• EXERCISE DETAILS
Would you copy each line of the data below that has "name"?

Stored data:
- Opening Delimiter -
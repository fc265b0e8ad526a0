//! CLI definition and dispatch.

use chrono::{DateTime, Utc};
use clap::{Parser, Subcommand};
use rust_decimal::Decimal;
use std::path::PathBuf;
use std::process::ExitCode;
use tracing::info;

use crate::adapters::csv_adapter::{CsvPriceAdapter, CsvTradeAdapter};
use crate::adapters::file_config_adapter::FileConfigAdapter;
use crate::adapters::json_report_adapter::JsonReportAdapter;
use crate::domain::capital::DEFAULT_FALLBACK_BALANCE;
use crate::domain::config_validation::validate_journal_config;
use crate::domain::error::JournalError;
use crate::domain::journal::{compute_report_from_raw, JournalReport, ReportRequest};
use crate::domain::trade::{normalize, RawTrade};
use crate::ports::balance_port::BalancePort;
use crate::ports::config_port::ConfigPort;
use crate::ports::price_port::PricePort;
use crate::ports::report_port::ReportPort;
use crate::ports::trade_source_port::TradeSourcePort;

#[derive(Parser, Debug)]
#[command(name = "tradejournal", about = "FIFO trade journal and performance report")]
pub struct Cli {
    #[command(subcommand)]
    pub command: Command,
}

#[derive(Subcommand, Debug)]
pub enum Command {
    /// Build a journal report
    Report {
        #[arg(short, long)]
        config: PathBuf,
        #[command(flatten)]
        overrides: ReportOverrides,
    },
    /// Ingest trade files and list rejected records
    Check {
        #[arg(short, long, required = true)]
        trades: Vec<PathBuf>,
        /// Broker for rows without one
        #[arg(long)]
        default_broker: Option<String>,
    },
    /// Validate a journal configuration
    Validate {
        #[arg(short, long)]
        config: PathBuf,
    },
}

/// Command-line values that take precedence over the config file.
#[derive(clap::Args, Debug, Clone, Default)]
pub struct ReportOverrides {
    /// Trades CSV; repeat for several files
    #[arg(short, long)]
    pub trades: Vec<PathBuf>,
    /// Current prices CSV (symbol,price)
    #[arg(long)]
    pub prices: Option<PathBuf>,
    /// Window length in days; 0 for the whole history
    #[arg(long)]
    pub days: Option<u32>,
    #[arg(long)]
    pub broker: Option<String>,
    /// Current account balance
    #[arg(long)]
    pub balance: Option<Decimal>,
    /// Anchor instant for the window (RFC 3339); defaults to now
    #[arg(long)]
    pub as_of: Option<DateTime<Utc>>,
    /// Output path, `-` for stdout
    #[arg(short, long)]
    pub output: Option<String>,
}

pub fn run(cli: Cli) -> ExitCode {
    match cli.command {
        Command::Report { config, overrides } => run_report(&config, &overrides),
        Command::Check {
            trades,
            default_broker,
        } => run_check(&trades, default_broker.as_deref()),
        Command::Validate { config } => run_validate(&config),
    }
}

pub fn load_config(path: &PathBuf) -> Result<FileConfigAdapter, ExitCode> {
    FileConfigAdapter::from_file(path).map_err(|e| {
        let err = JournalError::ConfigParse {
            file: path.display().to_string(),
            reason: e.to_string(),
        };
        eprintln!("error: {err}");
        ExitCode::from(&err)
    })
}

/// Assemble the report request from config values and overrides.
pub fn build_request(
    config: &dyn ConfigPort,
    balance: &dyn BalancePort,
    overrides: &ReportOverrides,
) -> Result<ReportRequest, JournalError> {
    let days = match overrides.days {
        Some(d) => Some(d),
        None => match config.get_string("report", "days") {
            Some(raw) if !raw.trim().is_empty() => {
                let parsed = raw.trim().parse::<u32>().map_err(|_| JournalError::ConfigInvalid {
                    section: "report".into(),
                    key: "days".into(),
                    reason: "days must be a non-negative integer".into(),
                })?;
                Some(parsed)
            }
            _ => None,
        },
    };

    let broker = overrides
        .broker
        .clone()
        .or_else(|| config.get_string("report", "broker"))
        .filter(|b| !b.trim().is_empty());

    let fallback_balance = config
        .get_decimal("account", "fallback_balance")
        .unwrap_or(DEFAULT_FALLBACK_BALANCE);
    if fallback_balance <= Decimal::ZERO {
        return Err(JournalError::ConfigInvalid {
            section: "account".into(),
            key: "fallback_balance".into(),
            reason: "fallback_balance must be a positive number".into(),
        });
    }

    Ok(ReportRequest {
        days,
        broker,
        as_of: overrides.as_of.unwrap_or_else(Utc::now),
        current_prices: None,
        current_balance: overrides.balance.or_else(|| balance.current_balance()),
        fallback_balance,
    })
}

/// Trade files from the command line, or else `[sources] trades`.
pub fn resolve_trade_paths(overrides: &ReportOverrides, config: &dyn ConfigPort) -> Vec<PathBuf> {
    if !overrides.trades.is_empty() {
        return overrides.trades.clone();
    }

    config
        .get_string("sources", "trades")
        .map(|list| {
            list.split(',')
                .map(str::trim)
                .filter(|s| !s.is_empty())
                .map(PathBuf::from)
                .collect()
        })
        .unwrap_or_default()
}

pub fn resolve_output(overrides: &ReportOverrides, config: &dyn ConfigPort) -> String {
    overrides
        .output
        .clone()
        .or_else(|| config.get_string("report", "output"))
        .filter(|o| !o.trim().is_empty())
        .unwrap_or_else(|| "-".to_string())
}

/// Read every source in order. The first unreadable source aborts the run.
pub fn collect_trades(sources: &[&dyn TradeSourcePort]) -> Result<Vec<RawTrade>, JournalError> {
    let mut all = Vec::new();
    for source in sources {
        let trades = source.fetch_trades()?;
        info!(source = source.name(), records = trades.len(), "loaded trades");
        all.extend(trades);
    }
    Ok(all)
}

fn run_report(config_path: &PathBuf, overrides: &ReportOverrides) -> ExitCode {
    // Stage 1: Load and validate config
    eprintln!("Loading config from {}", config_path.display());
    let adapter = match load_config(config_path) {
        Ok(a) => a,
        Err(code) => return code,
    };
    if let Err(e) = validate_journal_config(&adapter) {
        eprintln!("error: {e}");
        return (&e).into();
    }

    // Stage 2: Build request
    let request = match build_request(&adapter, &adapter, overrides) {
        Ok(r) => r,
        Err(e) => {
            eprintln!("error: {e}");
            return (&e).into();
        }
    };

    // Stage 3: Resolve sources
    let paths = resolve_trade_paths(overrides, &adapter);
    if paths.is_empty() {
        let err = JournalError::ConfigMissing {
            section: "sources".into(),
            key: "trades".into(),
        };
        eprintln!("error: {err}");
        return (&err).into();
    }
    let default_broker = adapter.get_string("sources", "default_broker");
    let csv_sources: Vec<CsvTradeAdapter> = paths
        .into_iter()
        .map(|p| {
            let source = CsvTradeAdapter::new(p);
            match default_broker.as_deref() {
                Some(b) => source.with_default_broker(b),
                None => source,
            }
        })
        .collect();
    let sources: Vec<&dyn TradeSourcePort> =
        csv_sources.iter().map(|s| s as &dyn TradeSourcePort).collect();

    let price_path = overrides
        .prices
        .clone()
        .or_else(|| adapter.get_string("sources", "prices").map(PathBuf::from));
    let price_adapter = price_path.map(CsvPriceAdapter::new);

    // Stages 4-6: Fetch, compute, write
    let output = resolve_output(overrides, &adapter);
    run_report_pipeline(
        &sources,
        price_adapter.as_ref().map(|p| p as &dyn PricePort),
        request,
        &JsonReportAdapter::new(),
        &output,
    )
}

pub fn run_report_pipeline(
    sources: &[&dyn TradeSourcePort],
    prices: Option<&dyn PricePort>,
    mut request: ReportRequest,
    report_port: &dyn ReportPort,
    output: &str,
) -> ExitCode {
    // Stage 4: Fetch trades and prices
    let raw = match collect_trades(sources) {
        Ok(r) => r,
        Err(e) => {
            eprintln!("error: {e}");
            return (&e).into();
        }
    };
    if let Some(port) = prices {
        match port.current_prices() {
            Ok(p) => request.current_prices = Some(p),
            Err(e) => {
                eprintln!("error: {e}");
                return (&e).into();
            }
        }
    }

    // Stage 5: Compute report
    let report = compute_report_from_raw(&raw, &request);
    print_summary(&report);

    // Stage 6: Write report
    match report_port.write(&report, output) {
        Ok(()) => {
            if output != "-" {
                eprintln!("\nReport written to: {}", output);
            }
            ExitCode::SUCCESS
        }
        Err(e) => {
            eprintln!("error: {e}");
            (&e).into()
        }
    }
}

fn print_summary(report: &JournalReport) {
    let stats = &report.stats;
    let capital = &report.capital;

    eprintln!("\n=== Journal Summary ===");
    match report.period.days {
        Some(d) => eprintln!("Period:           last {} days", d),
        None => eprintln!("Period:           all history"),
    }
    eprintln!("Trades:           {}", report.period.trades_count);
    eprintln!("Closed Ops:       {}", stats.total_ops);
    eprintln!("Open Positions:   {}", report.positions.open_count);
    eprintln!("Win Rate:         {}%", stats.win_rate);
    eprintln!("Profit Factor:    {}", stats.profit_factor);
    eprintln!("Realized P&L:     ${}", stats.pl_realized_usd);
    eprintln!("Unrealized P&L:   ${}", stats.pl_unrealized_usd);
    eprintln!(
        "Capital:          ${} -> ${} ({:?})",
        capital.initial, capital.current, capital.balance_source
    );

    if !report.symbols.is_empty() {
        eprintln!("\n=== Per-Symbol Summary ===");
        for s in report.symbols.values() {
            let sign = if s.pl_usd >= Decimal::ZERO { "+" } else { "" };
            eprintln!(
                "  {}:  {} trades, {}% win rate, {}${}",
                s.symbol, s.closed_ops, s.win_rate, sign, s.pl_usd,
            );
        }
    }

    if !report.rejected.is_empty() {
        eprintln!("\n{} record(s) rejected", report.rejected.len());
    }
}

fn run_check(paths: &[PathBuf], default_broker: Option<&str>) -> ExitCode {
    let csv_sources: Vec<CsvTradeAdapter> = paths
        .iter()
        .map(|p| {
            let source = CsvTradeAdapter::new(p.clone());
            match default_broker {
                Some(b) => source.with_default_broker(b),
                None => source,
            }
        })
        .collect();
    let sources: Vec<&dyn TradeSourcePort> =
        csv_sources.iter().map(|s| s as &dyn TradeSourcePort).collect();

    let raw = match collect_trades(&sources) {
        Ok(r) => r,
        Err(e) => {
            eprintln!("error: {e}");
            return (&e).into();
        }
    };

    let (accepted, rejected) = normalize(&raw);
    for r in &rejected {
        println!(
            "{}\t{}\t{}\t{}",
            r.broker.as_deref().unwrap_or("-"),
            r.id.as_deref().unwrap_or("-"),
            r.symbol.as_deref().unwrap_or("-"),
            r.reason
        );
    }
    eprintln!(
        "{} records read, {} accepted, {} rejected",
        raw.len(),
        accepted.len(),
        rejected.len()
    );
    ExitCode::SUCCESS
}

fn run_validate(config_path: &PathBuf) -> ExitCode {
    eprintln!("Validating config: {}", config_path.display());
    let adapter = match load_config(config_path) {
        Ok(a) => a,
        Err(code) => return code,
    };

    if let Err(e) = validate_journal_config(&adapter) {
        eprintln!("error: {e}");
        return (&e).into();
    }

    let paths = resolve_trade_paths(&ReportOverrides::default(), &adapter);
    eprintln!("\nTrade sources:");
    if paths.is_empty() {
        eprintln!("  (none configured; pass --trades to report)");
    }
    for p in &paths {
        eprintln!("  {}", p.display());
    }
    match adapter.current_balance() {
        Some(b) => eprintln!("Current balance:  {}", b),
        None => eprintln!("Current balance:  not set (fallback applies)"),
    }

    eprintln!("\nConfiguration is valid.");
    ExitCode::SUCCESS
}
- Closing Delimiter -
• SOLUTION TO THE EXERCISE
#[command(name = "tradejournal", about = "FIFO trade journal and performance report")]
        info!(source = source.name(), records = trades.len(), "loaded trades");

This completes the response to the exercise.